= Exercise brief =
Each line of the records that holds "Option" should be shown in full.
------------------------------------------------
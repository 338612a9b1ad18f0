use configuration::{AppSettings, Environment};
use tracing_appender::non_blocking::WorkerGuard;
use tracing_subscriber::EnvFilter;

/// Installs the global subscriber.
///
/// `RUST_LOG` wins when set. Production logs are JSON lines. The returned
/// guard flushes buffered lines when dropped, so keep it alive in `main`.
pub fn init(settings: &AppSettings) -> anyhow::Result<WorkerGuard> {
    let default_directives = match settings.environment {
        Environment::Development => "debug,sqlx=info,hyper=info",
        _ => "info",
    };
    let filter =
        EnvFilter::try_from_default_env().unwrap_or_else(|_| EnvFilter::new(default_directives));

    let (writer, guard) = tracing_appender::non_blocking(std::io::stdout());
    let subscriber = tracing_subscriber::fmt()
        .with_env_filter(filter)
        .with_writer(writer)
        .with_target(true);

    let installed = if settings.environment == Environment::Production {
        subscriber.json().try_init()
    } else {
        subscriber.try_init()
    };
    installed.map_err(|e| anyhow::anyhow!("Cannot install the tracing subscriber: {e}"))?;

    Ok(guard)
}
------------------------------------------------
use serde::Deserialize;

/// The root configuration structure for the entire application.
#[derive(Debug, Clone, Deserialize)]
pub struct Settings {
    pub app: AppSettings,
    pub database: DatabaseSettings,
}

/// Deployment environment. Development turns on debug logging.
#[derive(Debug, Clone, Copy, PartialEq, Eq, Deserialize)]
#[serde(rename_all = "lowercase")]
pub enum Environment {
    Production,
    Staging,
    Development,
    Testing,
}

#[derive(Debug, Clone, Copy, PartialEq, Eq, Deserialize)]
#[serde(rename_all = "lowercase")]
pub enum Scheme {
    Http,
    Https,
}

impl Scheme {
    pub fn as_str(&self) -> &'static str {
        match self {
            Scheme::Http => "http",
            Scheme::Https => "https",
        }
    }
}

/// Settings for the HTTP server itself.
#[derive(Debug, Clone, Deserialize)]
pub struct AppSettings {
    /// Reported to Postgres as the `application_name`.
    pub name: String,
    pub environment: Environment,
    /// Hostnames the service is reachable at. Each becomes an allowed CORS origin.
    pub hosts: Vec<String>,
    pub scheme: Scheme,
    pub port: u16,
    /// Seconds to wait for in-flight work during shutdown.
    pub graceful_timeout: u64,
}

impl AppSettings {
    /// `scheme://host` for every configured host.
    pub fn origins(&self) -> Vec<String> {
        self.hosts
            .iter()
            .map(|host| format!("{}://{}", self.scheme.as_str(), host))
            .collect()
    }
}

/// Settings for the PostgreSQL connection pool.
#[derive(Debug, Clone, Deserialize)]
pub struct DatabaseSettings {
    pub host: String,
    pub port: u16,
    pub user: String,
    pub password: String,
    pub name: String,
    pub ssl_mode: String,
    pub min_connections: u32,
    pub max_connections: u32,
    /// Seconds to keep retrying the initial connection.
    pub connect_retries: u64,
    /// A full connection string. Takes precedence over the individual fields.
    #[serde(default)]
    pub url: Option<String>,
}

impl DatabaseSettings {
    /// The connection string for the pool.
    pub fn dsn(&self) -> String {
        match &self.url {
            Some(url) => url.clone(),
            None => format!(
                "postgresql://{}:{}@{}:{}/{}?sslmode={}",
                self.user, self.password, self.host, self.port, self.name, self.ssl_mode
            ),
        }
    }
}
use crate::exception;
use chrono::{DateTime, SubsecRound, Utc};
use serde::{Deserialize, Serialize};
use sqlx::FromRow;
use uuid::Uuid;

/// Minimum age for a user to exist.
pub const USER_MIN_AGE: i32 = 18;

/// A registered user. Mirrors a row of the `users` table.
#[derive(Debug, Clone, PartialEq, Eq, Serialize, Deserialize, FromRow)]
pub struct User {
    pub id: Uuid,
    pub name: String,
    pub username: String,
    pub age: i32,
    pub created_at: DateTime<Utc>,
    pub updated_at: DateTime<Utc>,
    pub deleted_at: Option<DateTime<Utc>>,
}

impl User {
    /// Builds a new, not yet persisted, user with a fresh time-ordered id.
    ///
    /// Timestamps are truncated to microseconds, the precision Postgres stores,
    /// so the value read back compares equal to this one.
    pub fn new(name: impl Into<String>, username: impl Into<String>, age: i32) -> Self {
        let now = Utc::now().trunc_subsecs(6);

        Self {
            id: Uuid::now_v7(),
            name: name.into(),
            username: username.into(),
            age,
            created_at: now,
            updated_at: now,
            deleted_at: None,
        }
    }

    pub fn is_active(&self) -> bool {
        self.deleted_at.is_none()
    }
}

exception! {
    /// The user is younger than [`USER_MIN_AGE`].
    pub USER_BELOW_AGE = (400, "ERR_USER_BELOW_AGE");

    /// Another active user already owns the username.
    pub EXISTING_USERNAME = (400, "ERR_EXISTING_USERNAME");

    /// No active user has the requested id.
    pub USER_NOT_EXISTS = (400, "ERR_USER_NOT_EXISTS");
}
------------------------------------------------
= Result of this task =
    pub url: Option<String>,
    pub deleted_at: Option<DateTime<Utc>>,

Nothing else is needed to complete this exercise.